● Instructions for the task: Count every line in the entries that holds the word "format". The reply is that count alone.

(Collected data)
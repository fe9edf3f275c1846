pub mod lock;
pub mod session_store;
pub mod webhook;

pub use lock::{SessionLockGuard, SessionLockManager};
pub use session_store::{
    FileSessionStore, HookedSessionStore, MemorySessionStore, RedisSessionStore, ResilientSessionStore,
    SessionStore, SessionStoreError, SessionStoreMode, SessionStoreObserver,
};
pub use webhook::{
    DeliveryRecord, DeliveryStatus, MemoryWebhookStore, Webhook, WebhookStore, WebhookStoreError,
};
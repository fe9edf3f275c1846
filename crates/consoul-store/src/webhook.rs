use async_trait::async_trait;
use hmac::{Hmac, Mac};
use serde::{Deserialize, Serialize};
use sha2::Sha256;
use std::collections::HashMap;
use std::sync::Arc;
use thiserror::Error;
use tokio::sync::RwLock;

type HmacSha256 = Hmac<Sha256>;

#[derive(Debug, Error)]
pub enum WebhookStoreError {
    #[error("webhook {0} not found")]
    NotFound(String),
    #[error("signing error: {0}")]
    Signing(String),
}

/// An HTTP delivery destination subscribed to typed events (§3, §6).
/// `consecutive_failures` drives auto-disable once it reaches the
/// configured threshold.
#[derive(Debug, Clone, Serialize, Deserialize)]
pub struct Webhook {
    pub id: String,
    pub url: String,
    pub events: Vec<String>,
    pub secret: String,
    pub enabled: bool,
    pub metadata: HashMap<String, String>,
    pub consecutive_failures: u32,
}

impl Webhook {
    pub fn new(url: impl Into<String>, events: Vec<String>, secret: impl Into<String>) -> Self {
        Self {
            id: format!("wh_{}", uuid::Uuid::new_v4().simple()),
            url: url.into(),
            events,
            secret: secret.into(),
            enabled: true,
            metadata: HashMap::new(),
            consecutive_failures: 0,
        }
    }

    /// `X-Consoul-Signature: sha256=<hex HMAC of body with secret>` (§6).
    pub fn sign(&self, body: &[u8]) -> Result<String, WebhookStoreError> {
        let mut mac = HmacSha256::new_from_slice(self.secret.as_bytes())
            .map_err(|e| WebhookStoreError::Signing(e.to_string()))?;
        mac.update(body);
        Ok(format!("sha256={}", hex::encode(mac.finalize().into_bytes())))
    }
}

#[derive(Debug, Clone, Copy, PartialEq, Eq, Serialize, Deserialize)]
#[serde(rename_all = "snake_case")]
pub enum DeliveryStatus {
    Pending,
    Success,
    Failed,
}

#[derive(Debug, Clone, Serialize, Deserialize)]
pub struct DeliveryRecord {
    pub id: String,
    pub webhook_id: String,
    pub event_id: String,
    pub event_type: String,
    pub status: DeliveryStatus,
    pub attempts: u32,
    pub last_error: Option<String>,
    pub created_at: i64,
}

impl DeliveryRecord {
    pub fn new(webhook_id: impl Into<String>, event_type: impl Into<String>, created_at: i64) -> Self {
        Self {
            id: format!("del_{}", uuid::Uuid::new_v4().simple()),
            webhook_id: webhook_id.into(),
            event_id: format!("evt_{}", uuid::Uuid::new_v4().simple()),
            event_type: event_type.into(),
            status: DeliveryStatus::Pending,
            attempts: 0,
            last_error: None,
            created_at,
        }
    }
}

/// CRUD for webhook registrations plus per-webhook delivery history (§6).
/// Deliveries are appended, never mutated in place once recorded, except
/// for `record_delivery` itself which overwrites the entry by id on retry.
#[async_trait]
pub trait WebhookStore: Send + Sync {
    async fn create(&self, webhook: Webhook) -> Result<Webhook, WebhookStoreError>;
    async fn get(&self, id: &str) -> Result<Option<Webhook>, WebhookStoreError>;
    async fn list(&self) -> Result<Vec<Webhook>, WebhookStoreError>;
    async fn update(&self, webhook: Webhook) -> Result<Webhook, WebhookStoreError>;
    async fn delete(&self, id: &str) -> Result<(), WebhookStoreError>;
    async fn record_delivery(&self, record: DeliveryRecord) -> Result<(), WebhookStoreError>;
    async fn deliveries_for(&self, webhook_id: &str) -> Result<Vec<DeliveryRecord>, WebhookStoreError>;
}

/// In-memory reference implementation. `consoul-server` may swap in a Redis-
/// backed one under the same trait for multi-instance deployments without
/// changing the webhook CRUD/delivery call sites.
#[derive(Default)]
pub struct MemoryWebhookStore {
    webhooks: RwLock<HashMap<String, Webhook>>,
    deliveries: RwLock<HashMap<String, Vec<DeliveryRecord>>>,
}

impl MemoryWebhookStore {
    pub fn new() -> Self {
        Self::default()
    }

    pub fn shared() -> Arc<Self> {
        Arc::new(Self::default())
    }
}

#[async_trait]
impl WebhookStore for MemoryWebhookStore {
    async fn create(&self, webhook: Webhook) -> Result<Webhook, WebhookStoreError> {
        self.webhooks.write().await.insert(webhook.id.clone(), webhook.clone());
        Ok(webhook)
    }

    async fn get(&self, id: &str) -> Result<Option<Webhook>, WebhookStoreError> {
        Ok(self.webhooks.read().await.get(id).cloned())
    }

    async fn list(&self) -> Result<Vec<Webhook>, WebhookStoreError> {
        let mut all: Vec<Webhook> = self.webhooks.read().await.values().cloned().collect();
        all.sort_by(|a, b| a.id.cmp(&b.id));
        Ok(all)
    }

    async fn update(&self, webhook: Webhook) -> Result<Webhook, WebhookStoreError> {
        let mut webhooks = self.webhooks.write().await;
        if !webhooks.contains_key(&webhook.id) {
            return Err(WebhookStoreError::NotFound(webhook.id));
        }
        webhooks.insert(webhook.id.clone(), webhook.clone());
        Ok(webhook)
    }

    async fn delete(&self, id: &str) -> Result<(), WebhookStoreError> {
        self.webhooks.write().await.remove(id);
        self.deliveries.write().await.remove(id);
        Ok(())
    }

    async fn record_delivery(&self, record: DeliveryRecord) -> Result<(), WebhookStoreError> {
        let mut deliveries = self.deliveries.write().await;
        deliveries.entry(record.webhook_id.clone()).or_default().push(record);
        Ok(())
    }

    async fn deliveries_for(&self, webhook_id: &str) -> Result<Vec<DeliveryRecord>, WebhookStoreError> {
        Ok(self.deliveries.read().await.get(webhook_id).cloned().unwrap_or_default())
    }
}

#[cfg(test)]
mod tests {
    use super::*;

    #[test]
    fn signature_is_hex_hmac_sha256_with_prefix() {
        let webhook = Webhook::new("https://example.com/hook", vec!["result".into()], "s3cret");
        let sig = webhook.sign(b"{}").unwrap();
        assert!(sig.starts_with("sha256="));
        assert_eq!(sig.len(), "sha256=".len() + 64);
    }

    #[test]
    fn ids_carry_the_expected_prefixes() {
        let webhook = Webhook::new("https://example.com", vec![], "s");
        assert!(webhook.id.starts_with("wh_"));
        let record = DeliveryRecord::new(webhook.id, "result", 0);
        assert!(record.id.starts_with("del_"));
        assert!(record.event_id.starts_with("evt_"));
    }

    #[tokio::test]
    async fn crud_round_trips() {
        let store = MemoryWebhookStore::new();
        let webhook = store.create(Webhook::new("https://example.com", vec!["result".into()], "s")).await.unwrap();
        assert!(store.get(&webhook.id).await.unwrap().is_some());

        let mut updated = webhook.clone();
        updated.enabled = false;
        store.update(updated.clone()).await.unwrap();
        assert!(!store.get(&webhook.id).await.unwrap().unwrap().enabled);

        store.delete(&webhook.id).await.unwrap();
        assert!(store.get(&webhook.id).await.unwrap().is_none());
    }

    #[tokio::test]
    async fn deliveries_accumulate_per_webhook() {
        let store = MemoryWebhookStore::new();
        let webhook = store.create(Webhook::new("https://example.com", vec![], "s")).await.unwrap();
        store.record_delivery(DeliveryRecord::new(webhook.id.clone(), "result", 0)).await.unwrap();
        store.record_delivery(DeliveryRecord::new(webhook.id.clone(), "result", 1)).await.unwrap();
        assert_eq!(store.deliveries_for(&webhook.id).await.unwrap().len(), 2);
    }
}
use super::tool::{Tool, ToolResult};
use anyhow::Result;
use async_trait::async_trait;
use serde_json::json;

pub struct ReadTool;

#[async_trait]
impl Tool for ReadTool {
    fn name(&self) -> &str {
        "read"
    }
    fn description(&self) -> &str {
        "Read the contents of a file."
    }
    fn parameters(&self) -> serde_json::Value {
        json!({
            "type": "object",
            "properties": {
                "path": { "type": "string", "description": "Path to the file to read" },
                "offset": { "type": "integer", "description": "Line number to start reading from (1-indexed)" },
                "limit": { "type": "integer", "description": "Maximum number of lines to read" }
            },
            "required": ["path"]
        })
    }
    async fn call(&self, args: serde_json::Value) -> Result<ToolResult> {
        let path = args["path"]
            .as_str()
            .ok_or_else(|| anyhow::anyhow!("Missing path argument"))?;
        let content = match tokio::fs::read_to_string(path).await {
            Ok(c) => c,
            Err(e) => return Ok(ToolResult::err(format!("Failed to read {}: {}", path, e))),
        };
        let offset = args["offset"].as_u64().unwrap_or(1).saturating_sub(1) as usize;
        let limit = args["limit"].as_u64().map(|l| l as usize);
        let lines: Vec<&str> = content.lines().collect();
        let slice = &lines[offset.min(lines.len())..];
        let slice = if let Some(l) = limit {
            &slice[..l.min(slice.len())]
        } else {
            slice
        };
        Ok(ToolResult::ok(slice.join("\n")))
    }
}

● Response to this task: 5